§ **PROMPT**: Repeat exactly, and only, the lines from the one containing "pub storage: Arc<dyn" through the end of the records.

───

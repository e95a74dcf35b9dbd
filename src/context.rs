// ==========================================
// 数据泵 - 运行上下文
// ==========================================
// 职责: 一次导入/导出调用所需的共享依赖
// - 存储实现
// - 运行参数快照
// - 当前时刻（可注入，测试使用固定时刻）
// ==========================================

use crate::api::error::{DataPumpError, DataPumpResult};
use crate::config::DataPumpConfig;
use crate::domain::calendar::parse_timezone;
use crate::repository::Storage;
use chrono::{DateTime, Utc};
use chrono_tz::Tz;
use std::sync::Arc;

#[derive(Clone)]
pub struct PumpContext {
    pub storage: Arc<dyn Storage>,
    pub config: DataPumpConfig,
    pub default_timezone: Tz,
    pub now: DateTime<Utc>,
}

impl PumpContext {
    /// 创建上下文
    ///
    /// # 返回
    /// - Err(Configuration): 默认时区无效
    pub fn new(storage: Arc<dyn Storage>, config: DataPumpConfig) -> DataPumpResult<Self> {
        let default_timezone = parse_timezone(&config.default_timezone).ok_or_else(|| {
            DataPumpError::Configuration(format!("无效的默认时区: {}", config.default_timezone))
        })?;
        Ok(Self {
            storage,
            config,
            default_timezone,
            now: Utc::now(),
        })
    }

    /// 固定当前时刻
    pub fn with_now(mut self, now: DateTime<Utc>) -> Self {
        self.now = now;
        self
    }
}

───

§ **RESULT OF THE TASK**:
    pub storage: Arc<dyn Storage>,
    pub config: DataPumpConfig,
    pub default_timezone: Tz,
    pub now: DateTime<Utc>,
}

impl PumpContext {
    /// 创建上下文
    ///
    /// # 返回
    /// - Err(Configuration): 默认时区无效
    pub fn new(storage: Arc<dyn Storage>, config: DataPumpConfig) -> DataPumpResult<Self> {
        let default_timezone = parse_timezone(&config.default_timezone).ok_or_else(|| {
            DataPumpError::Configuration(format!("无效的默认时区: {}", config.default_timezone))
        })?;
        Ok(Self {
            storage,
            config,
            default_timezone,
            now: Utc::now(),
        })
    }

    /// 固定当前时刻
    pub fn with_now(mut self, now: DateTime<Utc>) -> Self {
        self.now = now;
        self
    }
}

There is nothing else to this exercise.